→ **Work task**
Every line containing the string "BooksConfig" is to be copied from the records.

─── Provided records

//! Application configuration for Broadsheet.
//!
//! User config lives at `~/.broadsheet/broadsheet.toml`.
//! CLI flags override config file values, which override defaults.

use std::path::{Path, PathBuf};

use serde::{Deserialize, Serialize};

use crate::error::{BroadsheetError, Result};

/// Default configuration file name.
const CONFIG_FILE_NAME: &str = "broadsheet.toml";

/// Default config directory name under the user's home.
const CONFIG_DIR_NAME: &str = ".broadsheet";

/// Retention never deletes the newest two dated directories.
pub const MIN_KEEP_ISSUES: usize = 2;

// ---------------------------------------------------------------------------
// Config structs (matching broadsheet.toml schema)
// ---------------------------------------------------------------------------

/// Top-level application config, deserialized from TOML.
#[derive(Debug, Clone, Default, Serialize, Deserialize)]
pub struct AppConfig {
    /// Content API settings.
    #[serde(default)]
    pub api: ApiConfig,

    /// Archive directory settings.
    #[serde(default)]
    pub archive: ArchiveConfig,

    /// Edition resolution settings.
    #[serde(default)]
    pub edition: EditionConfig,

    /// Book ordering.
    #[serde(default)]
    pub books: BooksConfig,
}

/// `[api]` section.
#[derive(Debug, Clone, Serialize, Deserialize)]
pub struct ApiConfig {
    /// Content API root; `/search` is appended.
    #[serde(default = "default_base_url")]
    pub base_url: String,

    /// Name of the env var holding the API key (never store the key itself).
    #[serde(default = "default_api_key_env")]
    pub api_key_env: String,

    /// Maximum records requested per page.
    #[serde(default = "default_page_size")]
    pub page_size: u32,

    /// Pause before every page request after the first.
    #[serde(default = "default_page_delay")]
    pub page_delay_ms: u64,

    /// Per-request timeout.
    #[serde(default = "default_api_timeout")]
    pub timeout_secs: u64,

    /// Record fields requested with `show-fields`.
    #[serde(default = "default_show_fields")]
    pub show_fields: Vec<String>,

    /// Tag categories requested with `show-tags`.
    #[serde(default = "default_show_tags")]
    pub show_tags: Vec<String>,
}

impl Default for ApiConfig {
    fn default() -> Self {
        Self {
            base_url: default_base_url(),
            api_key_env: default_api_key_env(),
            page_size: default_page_size(),
            page_delay_ms: default_page_delay(),
            timeout_secs: default_api_timeout(),
            show_fields: default_show_fields(),
            show_tags: default_show_tags(),
        }
    }
}

fn default_base_url() -> String {
    "https://content.guardianapis.com".into()
}
fn default_api_key_env() -> String {
    "GUARDIAN_API_KEY".into()
}
fn default_page_size() -> u32 {
    200
}
fn default_page_delay() -> u64 {
    1000
}
fn default_api_timeout() -> u64 {
    20
}
fn default_show_fields() -> Vec<String> {
    [
        "body",
        "byline",
        "headline",
        "newspaperPageNumber",
        "publication",
        "shortUrl",
        "standfirst",
        "thumbnail",
        "wordcount",
    ]
    .into_iter()
    .map(String::from)
    .collect()
}
fn default_show_tags() -> Vec<String> {
    ["newspaper-book-section", "newspaper-book", "tone"]
        .into_iter()
        .map(String::from)
        .collect()
}

/// `[archive]` section.
#[derive(Debug, Clone, Serialize, Deserialize)]
pub struct ArchiveConfig {
    /// Root holding one `YYYY-MM-DD` directory per issue.
    #[serde(default = "default_archive_dir")]
    pub dir: String,

    /// How many dated directories survive retention (at least two).
    #[serde(default = "default_keep_issues")]
    pub keep_issues: usize,
}

impl Default for ArchiveConfig {
    fn default() -> Self {
        Self {
            dir: default_archive_dir(),
            keep_issues: default_keep_issues(),
        }
    }
}

fn default_archive_dir() -> String {
    "~/broadsheet-archive".into()
}
fn default_keep_issues() -> usize {
    MIN_KEEP_ISSUES
}

/// How the edition date is established.
#[derive(Debug, Clone, Copy, PartialEq, Eq, Serialize, Deserialize)]
#[serde(rename_all = "kebab-case")]
pub enum Resolution {
    /// Trust the process clock.
    Clock,
    /// Cross-check the clock against the date printed on the edition's contents page.
    Scrape,
}

impl std::str::FromStr for Resolution {
    type Err = BroadsheetError;

    fn from_str(s: &str) -> Result<Self> {
        match s {
            "clock" => Ok(Self::Clock),
            "scrape" => Ok(Self::Scrape),
            other => Err(BroadsheetError::config(format!(
                "unknown resolution '{other}': expected 'clock' or 'scrape'"
            ))),
        }
    }
}

/// `[edition]` section.
#[derive(Debug, Clone, Serialize, Deserialize)]
pub struct EditionConfig {
    /// Edition resolution strategy.
    #[serde(default = "default_resolution")]
    pub resolution: Resolution,

    /// Offset of the publication's civil time from UTC, in minutes.
    #[serde(default)]
    pub utc_offset_minutes: i32,

    /// `paper_name` written for the standard (Monday–Saturday) edition.
    #[serde(default = "default_standard_paper")]
    pub standard_paper: String,

    /// `paper_name` written for the secondary (Sunday) edition.
    #[serde(default = "default_secondary_paper")]
    pub secondary_paper: String,

    /// Contents page of the current standard edition.
    #[serde(default = "default_standard_reference")]
    pub standard_reference_url: String,

    /// Contents page of the current secondary edition.
    #[serde(default = "default_secondary_reference")]
    pub secondary_reference_url: String,

    /// CSS selector for the printed date on a contents page.
    #[serde(default = "default_date_selector")]
    pub printed_date_selector: String,

    /// Timeout for reference page requests.
    #[serde(default = "default_reference_timeout")]
    pub reference_timeout_secs: u64,
}

impl Default for EditionConfig {
    fn default() -> Self {
        Self {
            resolution: default_resolution(),
            utc_offset_minutes: 0,
            standard_paper: default_standard_paper(),
            secondary_paper: default_secondary_paper(),
            standard_reference_url: default_standard_reference(),
            secondary_reference_url: default_secondary_reference(),
            printed_date_selector: default_date_selector(),
            reference_timeout_secs: default_reference_timeout(),
        }
    }
}

fn default_resolution() -> Resolution {
    Resolution::Clock
}
fn default_standard_paper() -> String {
    "guardian".into()
}
fn default_secondary_paper() -> String {
    "observer".into()
}
fn default_standard_reference() -> String {
    "https://www.theguardian.com/theguardian".into()
}
fn default_secondary_reference() -> String {
    "https://www.theguardian.com/theobserver".into()
}
fn default_date_selector() -> String {
    "div.fc-container__header__description".into()
}
fn default_reference_timeout() -> u64 {
    10
}

/// `[books]` section: the known books of each day's paper, in reading order.
#[derive(Debug, Clone, Serialize, Deserialize)]
pub struct BooksConfig {
    /// Monday to Friday.
    #[serde(default = "default_weekday_books")]
    pub weekday: Vec<String>,

    /// Saturday's heavier paper.
    #[serde(default = "default_saturday_books")]
    pub saturday: Vec<String>,

    /// Sunday's secondary edition.
    #[serde(default = "default_sunday_books")]
    pub sunday: Vec<String>,

    /// Book always placed last in a standard edition.
    #[serde(default = "default_standard_trailing")]
    pub standard_trailing: String,

    /// Book always placed last in a secondary edition.
    #[serde(default = "default_secondary_trailing")]
    pub secondary_trailing: String,
}

impl Default for BooksConfig {
    fn default() -> Self {
        Self {
            weekday: default_weekday_books(),
            saturday: default_saturday_books(),
            sunday: default_sunday_books(),
            standard_trailing: default_standard_trailing(),
            secondary_trailing: default_secondary_trailing(),
        }
    }
}

fn default_weekday_books() -> Vec<String> {
    ["theguardian/mainsection", "theguardian/g2"]
        .into_iter()
        .map(String::from)
        .collect()
}
fn default_saturday_books() -> Vec<String> {
    [
        "theguardian/mainsection",
        "theguardian/theguide",
        "theguardian/guardianreview",
        "theguardian/weekend",
        "theguardian/travel",
        "theguardian/cook",
        "theguardian/family",
    ]
    .into_iter()
    .map(String::from)
    .collect()
}
fn default_sunday_books() -> Vec<String> {
    ["theobserver/news", "theobserver/review", "theobserver/magazine"]
        .into_iter()
        .map(String::from)
        .collect()
}
fn default_standard_trailing() -> String {
    "theguardian/sport".into()
}
fn default_secondary_trailing() -> String {
    "theobserver/sport".into()
}

// ---------------------------------------------------------------------------
// Issue config (runtime, merged from config + CLI flags)
// ---------------------------------------------------------------------------

/// Runtime configuration for one pipeline run, merged from config file + CLI flags.
#[derive(Debug, Clone)]
pub struct IssueConfig {
    /// Content API settings.
    pub api: ApiConfig,
    /// API key, already resolved from the environment.
    pub api_key: String,
    /// Archive root (expanded, absolute or relative to the working directory).
    pub archive_dir: PathBuf,
    /// Dated directories kept by retention.
    pub keep_issues: usize,
    /// Edition resolution settings.
    pub edition: EditionConfig,
    /// Book ordering.
    pub books: BooksConfig,
}

impl IssueConfig {
    /// Build a run config from the file config and an already-resolved API key.
    pub fn new(config: &AppConfig, api_key: impl Into<String>) -> Self {
        Self {
            api: config.api.clone(),
            api_key: api_key.into(),
            archive_dir: expand_home(&config.archive.dir),
            keep_issues: config.archive.keep_issues.max(MIN_KEEP_ISSUES),
            edition: config.edition.clone(),
            books: config.books.clone(),
        }
    }
}

/// Expand a leading `~` to the user's home directory.
pub fn expand_home(path: &str) -> PathBuf {
    if let Some(rest) = path.strip_prefix("~/") {
        if let Some(home) = dirs::home_dir() {
            return home.join(rest);
        }
    } else if path == "~" {
        if let Some(home) = dirs::home_dir() {
            return home;
        }
    }
    PathBuf::from(path)
}

// ---------------------------------------------------------------------------
// Config loading
// ---------------------------------------------------------------------------

/// Get the path to the config directory (`~/.broadsheet/`).
pub fn config_dir() -> Result<PathBuf> {
    let home = dirs::home_dir()
        .ok_or_else(|| BroadsheetError::config("could not determine home directory"))?;
    Ok(home.join(CONFIG_DIR_NAME))
}

/// Get the path to the config file (`~/.broadsheet/broadsheet.toml`).
pub fn config_file_path() -> Result<PathBuf> {
    Ok(config_dir()?.join(CONFIG_FILE_NAME))
}

/// Load the application config from disk. Returns defaults if the file does not exist.
pub fn load_config() -> Result<AppConfig> {
    let path = config_file_path()?;

    if !path.exists() {
        tracing::debug!(?path, "config file not found, using defaults");
        return Ok(AppConfig::default());
    }

    load_config_from(&path)
}

/// Load the application config from a specific file path.
pub fn load_config_from(path: &Path) -> Result<AppConfig> {
    let content = std::fs::read_to_string(path).map_err(|e| BroadsheetError::io(path, e))?;

    let config: AppConfig = toml::from_str(&content).map_err(|e| {
        BroadsheetError::config(format!("failed to parse {}: {e}", path.display()))
    })?;

    validate_config(&config)?;
    Ok(config)
}

/// Create the config directory and write a default config file.
/// Returns the path to the created file.
pub fn init_config() -> Result<PathBuf> {
    let dir = config_dir()?;
    std::fs::create_dir_all(&dir).map_err(|e| BroadsheetError::io(&dir, e))?;

    let path = dir.join(CONFIG_FILE_NAME);
    let config = AppConfig::default();
    let content =
        toml::to_string_pretty(&config).map_err(|e| BroadsheetError::config(e.to_string()))?;

    std::fs::write(&path, content).map_err(|e| BroadsheetError::io(&path, e))?;
    tracing::info!(?path, "created default config file");

    Ok(path)
}

/// Reject values the pipeline cannot work with.
pub fn validate_config(config: &AppConfig) -> Result<()> {
    if config.api.page_size == 0 {
        return Err(BroadsheetError::config("api.page_size must be at least 1"));
    }

    url::Url::parse(&config.api.base_url).map_err(|e| {
        BroadsheetError::config(format!("invalid api.base_url '{}': {e}", config.api.base_url))
    })?;

    if config.edition.utc_offset_minutes.abs() >= 24 * 60 {
        return Err(BroadsheetError::config(
            "edition.utc_offset_minutes must be within one day of UTC",
        ));
    }

    if config.books.standard_trailing.is_empty() || config.books.secondary_trailing.is_empty() {
        return Err(BroadsheetError::config("trailing book ids must not be empty"));
    }

    Ok(())
}

/// Read the content API key from the env var named in the config.
pub fn validate_api_key(config: &AppConfig) -> Result<String> {
    let var_name = &config.api.api_key_env;
    match std::env::var(var_name) {
        Ok(val) if !val.is_empty() => Ok(val),
        _ => Err(BroadsheetError::config(format!(
            "content API key not found. Set the {var_name} environment variable."
        ))),
    }
}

──────

→ **Solution for this problem**
    pub books: BooksConfig,
pub struct BooksConfig {
impl Default for BooksConfig {
    pub books: BooksConfig,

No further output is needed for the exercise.